How many more months until he is 18? Once he is 18 can he move in with you to finish high school and then plan his next move? It seems like his home environment is a huge part of the problem, and if he can move in with you it is a safe place to land where he can seek guidance and receive real support. At 18 it will be his choice which is better than waiting for him to run away, get kicked out, start with the drugs and alcohol (could this be at play?), or worse. I would not even bring up college at this point. Maybe if he moved in with you he could work after graduating and start looking at community college or tech schools? Or even the armed forces? You are the only real rock in his life, his private cheerleader and advocate. Leaving home might be good motivation to get through the school year, especially to live with you.


he's actually 3 months from turning 17.  He doesn't want to live with me and switch high schools.  I have presented it to him as a possible option and told him I'd fight for it if he truly wanted it.  he doesn't want to leave his current school and start again. And based on his performance in school, I am not sure to push that one because I think his school is excellent and supports him academically.  It might be very hard for a kid with possible learning issues and limited social life to switch schools just for junior year. He's also not one to rock the boat and I am quite he knows the sh&* storm that would come from his mother if he ever said he wanted to live away from her so I am sure that is part of it also. I do want to force him here when he finishes high school if he doesn't go way to college though so that is on my horizon just not sure I should fight the battle to remove him from school end of junior year. I may consider moving there next year and living nearby so he can come and not have to switch schools but that would be pretty life-disruptive to me and my husband would have to leave a good job.
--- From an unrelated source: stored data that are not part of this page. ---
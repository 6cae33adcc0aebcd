//! TagLog scanning primitives
//!
//! The dialect has no attributes, no namespaces, and one nesting level
//! (block tag → field tags), so scanning is a case-insensitive substring
//! search rather than a grammar-driven parser. Every component that reads
//! TagLog goes through this module; nothing else re-implements tag matching.

use std::ops::Range;

/// Find `needle` in `haystack[from..]`, ignoring ASCII case.
///
/// Tag names are ASCII identifiers, so byte-wise comparison is enough: an
/// ASCII byte never occurs inside a multi-byte UTF-8 sequence, which keeps
/// every match position a valid char boundary.
pub(crate) fn find_ci(haystack: &str, needle: &str, from: usize) -> Option<usize> {
    let hay = haystack.as_bytes();
    let pat = needle.as_bytes();
    if pat.is_empty() || hay.len() < pat.len() || from > hay.len() - pat.len() {
        return None;
    }
    (from..=hay.len() - pat.len()).find(|&i| hay[i..i + pat.len()].eq_ignore_ascii_case(pat))
}

/// Byte range of the inner text of the first `<tag>...</tag>` pair at or
/// after `from`, plus the position just past the closing tag.
///
/// The first closer after the opener wins — the shortest possible span,
/// matching across line breaks.
fn inner_span(text: &str, tag: &str, from: usize) -> Option<(Range<usize>, usize)> {
    let open = format!("<{tag}>");
    let close = format!("</{tag}>");
    let open_at = find_ci(text, &open, from)?;
    let inner_start = open_at + open.len();
    let close_at = find_ci(text, &close, inner_start)?;
    Some((inner_start..close_at, close_at + close.len()))
}

/// Extract the trimmed inner text of the first `<tag>...</tag>` in `block`.
///
/// Absence is a normal, silent outcome: the empty string. Never panics.
pub fn extract_tag(block: &str, tag: &str) -> String {
    match inner_span(block, tag, 0) {
        Some((span, _)) => block[span].trim().to_string(),
        None => String::new(),
    }
}

/// Iterator over the successive inner spans of a repeating block tag.
pub struct BlockScanner<'a> {
    text: &'a str,
    tag: &'a str,
    pos: usize,
}

impl<'a> Iterator for BlockScanner<'a> {
    type Item = &'a str;

    fn next(&mut self) -> Option<&'a str> {
        let (span, resume) = inner_span(self.text, self.tag, self.pos)?;
        self.pos = resume;
        Some(&self.text[span])
    }
}

/// All inner blocks of `<tag>...</tag>` in `text`, in order of appearance.
pub fn blocks<'a>(text: &'a str, tag: &'a str) -> BlockScanner<'a> {
    BlockScanner { text, tag, pos: 0 }
}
Jackson, so well-put about his relationship with his sister. I will try more to tell him how important he can be to her self-esteem and how she grows up seeing herself.  I don't exactly role model a good sibling relationship so perhaps I can do better there as well although I'm actually more involved with her than I want to be.  If not for them, Id have no relationship with her other than to make sure she had a roof over her head and didn't walk the streets.


And, I don't think alcohol or drugs are an issue but I couldn't say for 100% sure they are not.  The effort it might take to get them makes me think he wouldn't bother but he certainly is alone enough and has his own $ to obtain if he wanted to.  He doesn't hang out with anyone though so it would be an alone thing which would be way worse.


Some great advice to you. All I can add is that kids cop the attitude that they don't care when they feel they have too little control of the outcome. He is very lucky to have you for an aunt. 


Maybe he can live with you after HS graduation, attend Union County Community College, go to therapy, get his life together during those two years, then transfer to a four-year college.